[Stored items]
______________________________

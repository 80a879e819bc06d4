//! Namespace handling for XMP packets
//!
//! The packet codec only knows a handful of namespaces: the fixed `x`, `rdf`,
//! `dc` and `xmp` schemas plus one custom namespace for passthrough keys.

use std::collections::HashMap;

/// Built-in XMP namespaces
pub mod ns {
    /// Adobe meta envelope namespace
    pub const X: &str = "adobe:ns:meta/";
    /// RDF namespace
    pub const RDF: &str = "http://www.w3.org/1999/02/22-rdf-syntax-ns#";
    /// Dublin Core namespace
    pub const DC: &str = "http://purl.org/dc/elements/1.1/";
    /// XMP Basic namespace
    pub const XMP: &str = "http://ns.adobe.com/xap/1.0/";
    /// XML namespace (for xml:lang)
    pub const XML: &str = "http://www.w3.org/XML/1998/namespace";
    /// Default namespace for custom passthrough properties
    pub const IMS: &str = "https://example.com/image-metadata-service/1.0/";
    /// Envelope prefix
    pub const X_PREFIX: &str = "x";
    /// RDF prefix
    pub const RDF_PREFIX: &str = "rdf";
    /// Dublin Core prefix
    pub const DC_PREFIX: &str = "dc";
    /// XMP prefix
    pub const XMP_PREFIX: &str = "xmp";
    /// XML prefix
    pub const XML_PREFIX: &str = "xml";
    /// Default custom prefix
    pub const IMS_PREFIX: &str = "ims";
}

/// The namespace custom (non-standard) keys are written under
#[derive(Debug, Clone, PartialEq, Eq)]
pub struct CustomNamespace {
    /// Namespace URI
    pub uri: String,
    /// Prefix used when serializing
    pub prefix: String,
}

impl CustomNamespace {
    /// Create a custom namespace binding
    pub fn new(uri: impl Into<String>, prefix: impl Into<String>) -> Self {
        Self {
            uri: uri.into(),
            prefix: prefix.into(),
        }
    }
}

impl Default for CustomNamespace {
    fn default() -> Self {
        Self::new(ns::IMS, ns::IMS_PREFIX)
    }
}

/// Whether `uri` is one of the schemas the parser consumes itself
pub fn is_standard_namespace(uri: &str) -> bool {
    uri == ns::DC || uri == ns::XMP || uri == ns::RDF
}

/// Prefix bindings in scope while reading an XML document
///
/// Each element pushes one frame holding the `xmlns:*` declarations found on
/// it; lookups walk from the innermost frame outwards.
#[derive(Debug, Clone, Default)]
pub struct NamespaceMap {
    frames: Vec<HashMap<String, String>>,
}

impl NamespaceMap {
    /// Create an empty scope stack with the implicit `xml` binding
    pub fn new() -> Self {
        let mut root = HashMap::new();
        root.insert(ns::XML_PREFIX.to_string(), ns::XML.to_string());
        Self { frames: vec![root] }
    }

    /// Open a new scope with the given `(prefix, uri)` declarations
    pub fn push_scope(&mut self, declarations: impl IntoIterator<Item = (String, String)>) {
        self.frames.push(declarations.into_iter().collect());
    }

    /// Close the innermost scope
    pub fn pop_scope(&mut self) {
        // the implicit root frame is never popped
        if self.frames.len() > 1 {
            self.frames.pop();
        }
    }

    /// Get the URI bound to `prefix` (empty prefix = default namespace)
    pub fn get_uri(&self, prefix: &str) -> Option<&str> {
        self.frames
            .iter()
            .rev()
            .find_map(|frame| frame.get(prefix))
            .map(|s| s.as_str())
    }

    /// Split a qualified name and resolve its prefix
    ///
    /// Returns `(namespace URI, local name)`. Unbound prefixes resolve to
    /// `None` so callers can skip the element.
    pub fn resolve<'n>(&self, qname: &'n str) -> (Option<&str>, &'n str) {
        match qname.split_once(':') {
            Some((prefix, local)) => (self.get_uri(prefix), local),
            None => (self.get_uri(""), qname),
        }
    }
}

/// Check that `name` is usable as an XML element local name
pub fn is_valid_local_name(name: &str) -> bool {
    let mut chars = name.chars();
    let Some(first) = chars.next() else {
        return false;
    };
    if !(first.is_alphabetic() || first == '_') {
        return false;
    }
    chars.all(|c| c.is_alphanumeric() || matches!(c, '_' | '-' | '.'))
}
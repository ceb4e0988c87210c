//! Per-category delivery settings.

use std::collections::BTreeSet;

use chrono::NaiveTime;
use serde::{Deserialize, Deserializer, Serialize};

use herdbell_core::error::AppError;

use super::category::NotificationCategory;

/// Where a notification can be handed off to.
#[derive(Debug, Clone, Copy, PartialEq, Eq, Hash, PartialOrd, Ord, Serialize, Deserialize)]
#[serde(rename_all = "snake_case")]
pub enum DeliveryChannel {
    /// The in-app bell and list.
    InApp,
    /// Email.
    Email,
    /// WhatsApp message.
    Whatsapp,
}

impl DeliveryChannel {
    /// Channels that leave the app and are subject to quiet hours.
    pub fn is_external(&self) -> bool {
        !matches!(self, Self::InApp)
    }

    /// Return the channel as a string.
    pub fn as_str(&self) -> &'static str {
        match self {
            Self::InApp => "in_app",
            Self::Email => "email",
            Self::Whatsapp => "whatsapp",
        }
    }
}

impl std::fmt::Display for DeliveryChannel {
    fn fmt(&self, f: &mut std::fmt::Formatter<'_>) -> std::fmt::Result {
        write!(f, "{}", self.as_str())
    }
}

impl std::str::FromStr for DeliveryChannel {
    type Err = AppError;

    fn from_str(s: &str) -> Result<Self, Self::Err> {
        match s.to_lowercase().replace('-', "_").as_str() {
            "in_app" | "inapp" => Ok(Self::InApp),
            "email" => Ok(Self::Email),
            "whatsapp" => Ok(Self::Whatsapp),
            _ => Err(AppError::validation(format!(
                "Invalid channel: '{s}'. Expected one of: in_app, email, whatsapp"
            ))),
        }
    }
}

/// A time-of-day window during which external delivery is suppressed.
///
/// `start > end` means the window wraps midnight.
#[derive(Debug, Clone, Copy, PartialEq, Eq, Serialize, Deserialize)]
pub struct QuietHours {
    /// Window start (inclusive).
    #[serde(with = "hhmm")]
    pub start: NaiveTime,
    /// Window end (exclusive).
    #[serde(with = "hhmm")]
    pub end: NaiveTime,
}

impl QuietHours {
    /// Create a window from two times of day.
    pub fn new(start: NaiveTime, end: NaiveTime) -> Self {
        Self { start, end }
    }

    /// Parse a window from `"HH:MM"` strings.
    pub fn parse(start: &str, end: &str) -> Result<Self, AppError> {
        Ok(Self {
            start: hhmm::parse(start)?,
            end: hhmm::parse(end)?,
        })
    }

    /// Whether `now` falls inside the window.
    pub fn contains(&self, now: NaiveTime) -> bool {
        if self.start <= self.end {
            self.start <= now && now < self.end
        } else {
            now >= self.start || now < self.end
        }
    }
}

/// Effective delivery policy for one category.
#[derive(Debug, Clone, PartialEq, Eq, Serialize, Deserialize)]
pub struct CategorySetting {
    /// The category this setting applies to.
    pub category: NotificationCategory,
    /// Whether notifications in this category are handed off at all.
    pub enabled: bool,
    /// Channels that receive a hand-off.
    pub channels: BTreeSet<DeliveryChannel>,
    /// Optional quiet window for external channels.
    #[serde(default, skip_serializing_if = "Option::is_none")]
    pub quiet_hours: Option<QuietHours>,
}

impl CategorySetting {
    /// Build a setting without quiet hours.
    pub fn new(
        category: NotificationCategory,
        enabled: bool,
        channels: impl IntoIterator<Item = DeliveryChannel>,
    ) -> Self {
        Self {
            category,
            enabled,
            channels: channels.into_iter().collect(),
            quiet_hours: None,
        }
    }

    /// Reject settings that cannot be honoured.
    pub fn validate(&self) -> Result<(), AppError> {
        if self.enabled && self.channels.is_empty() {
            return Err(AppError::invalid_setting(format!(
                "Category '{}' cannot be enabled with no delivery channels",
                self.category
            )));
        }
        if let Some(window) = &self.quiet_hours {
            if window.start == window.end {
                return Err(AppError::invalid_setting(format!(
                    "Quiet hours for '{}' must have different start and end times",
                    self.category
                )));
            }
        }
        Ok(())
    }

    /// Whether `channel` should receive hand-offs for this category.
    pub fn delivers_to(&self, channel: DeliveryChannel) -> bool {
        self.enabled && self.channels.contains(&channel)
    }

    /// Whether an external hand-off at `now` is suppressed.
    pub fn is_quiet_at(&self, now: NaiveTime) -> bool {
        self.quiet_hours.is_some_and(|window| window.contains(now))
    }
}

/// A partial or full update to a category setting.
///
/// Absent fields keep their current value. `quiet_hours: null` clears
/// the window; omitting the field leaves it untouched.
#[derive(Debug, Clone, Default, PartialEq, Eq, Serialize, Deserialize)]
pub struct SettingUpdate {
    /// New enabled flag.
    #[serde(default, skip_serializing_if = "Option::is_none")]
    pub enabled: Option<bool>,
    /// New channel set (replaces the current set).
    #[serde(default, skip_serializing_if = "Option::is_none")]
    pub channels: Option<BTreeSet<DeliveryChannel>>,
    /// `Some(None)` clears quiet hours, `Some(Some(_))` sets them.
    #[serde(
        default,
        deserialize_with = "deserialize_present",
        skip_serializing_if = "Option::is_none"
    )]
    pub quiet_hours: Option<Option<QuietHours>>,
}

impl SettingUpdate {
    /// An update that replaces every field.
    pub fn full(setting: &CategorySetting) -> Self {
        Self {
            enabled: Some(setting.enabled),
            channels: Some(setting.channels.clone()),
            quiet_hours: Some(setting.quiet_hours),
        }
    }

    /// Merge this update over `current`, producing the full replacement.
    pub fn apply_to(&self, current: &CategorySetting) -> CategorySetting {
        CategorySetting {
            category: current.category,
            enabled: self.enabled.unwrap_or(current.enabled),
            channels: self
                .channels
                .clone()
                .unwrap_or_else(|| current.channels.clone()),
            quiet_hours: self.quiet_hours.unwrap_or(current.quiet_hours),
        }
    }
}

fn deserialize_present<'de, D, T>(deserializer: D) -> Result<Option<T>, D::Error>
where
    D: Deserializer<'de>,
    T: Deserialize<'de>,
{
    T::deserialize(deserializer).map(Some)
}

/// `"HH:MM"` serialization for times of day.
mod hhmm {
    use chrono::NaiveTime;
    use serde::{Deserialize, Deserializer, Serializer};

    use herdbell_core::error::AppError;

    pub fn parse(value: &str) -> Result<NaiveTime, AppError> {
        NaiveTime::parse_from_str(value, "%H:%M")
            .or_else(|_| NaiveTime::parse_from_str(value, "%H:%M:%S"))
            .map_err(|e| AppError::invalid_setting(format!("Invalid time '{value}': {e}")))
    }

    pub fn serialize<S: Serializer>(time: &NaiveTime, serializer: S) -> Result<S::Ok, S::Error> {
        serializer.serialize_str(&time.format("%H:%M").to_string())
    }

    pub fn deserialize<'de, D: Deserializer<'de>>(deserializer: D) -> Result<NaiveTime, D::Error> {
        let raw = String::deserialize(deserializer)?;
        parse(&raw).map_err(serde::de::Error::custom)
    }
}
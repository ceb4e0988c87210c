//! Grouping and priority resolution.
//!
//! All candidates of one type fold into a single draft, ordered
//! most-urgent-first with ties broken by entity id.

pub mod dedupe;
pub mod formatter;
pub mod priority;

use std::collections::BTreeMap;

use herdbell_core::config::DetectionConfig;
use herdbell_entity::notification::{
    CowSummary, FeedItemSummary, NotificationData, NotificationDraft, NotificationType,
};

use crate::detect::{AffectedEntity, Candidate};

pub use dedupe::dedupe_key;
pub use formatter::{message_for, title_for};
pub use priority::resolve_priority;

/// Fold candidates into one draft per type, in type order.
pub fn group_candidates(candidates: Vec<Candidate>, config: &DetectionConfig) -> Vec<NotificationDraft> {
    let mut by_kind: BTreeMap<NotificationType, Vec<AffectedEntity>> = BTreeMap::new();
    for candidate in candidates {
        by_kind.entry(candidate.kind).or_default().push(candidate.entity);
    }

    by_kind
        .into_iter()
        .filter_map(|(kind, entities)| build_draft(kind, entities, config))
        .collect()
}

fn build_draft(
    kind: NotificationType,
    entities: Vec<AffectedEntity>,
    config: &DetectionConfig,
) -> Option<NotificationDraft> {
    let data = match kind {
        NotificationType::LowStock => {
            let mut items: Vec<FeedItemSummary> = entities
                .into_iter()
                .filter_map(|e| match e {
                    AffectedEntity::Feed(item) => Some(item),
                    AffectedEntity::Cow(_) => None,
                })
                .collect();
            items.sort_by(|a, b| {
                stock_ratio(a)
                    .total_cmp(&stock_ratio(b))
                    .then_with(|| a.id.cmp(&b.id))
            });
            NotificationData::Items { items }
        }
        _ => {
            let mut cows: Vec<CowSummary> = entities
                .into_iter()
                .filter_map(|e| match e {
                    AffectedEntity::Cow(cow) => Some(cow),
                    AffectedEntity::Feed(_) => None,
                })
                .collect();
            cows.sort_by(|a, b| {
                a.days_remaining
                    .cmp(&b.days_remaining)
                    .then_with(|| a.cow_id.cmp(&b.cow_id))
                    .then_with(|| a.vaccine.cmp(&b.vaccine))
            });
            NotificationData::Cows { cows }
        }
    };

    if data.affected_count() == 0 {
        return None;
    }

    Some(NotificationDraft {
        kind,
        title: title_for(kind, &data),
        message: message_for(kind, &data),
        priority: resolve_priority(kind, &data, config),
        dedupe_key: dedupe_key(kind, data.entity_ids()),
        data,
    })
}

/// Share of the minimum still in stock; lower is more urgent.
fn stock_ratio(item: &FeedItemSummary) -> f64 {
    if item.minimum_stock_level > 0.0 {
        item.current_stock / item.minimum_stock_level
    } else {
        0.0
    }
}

______________________________

#### AIM OF THE EXERCISE:
In the data above, how many lines include the word "qname"? Answer with the number only.

#### TASK RESULT:
3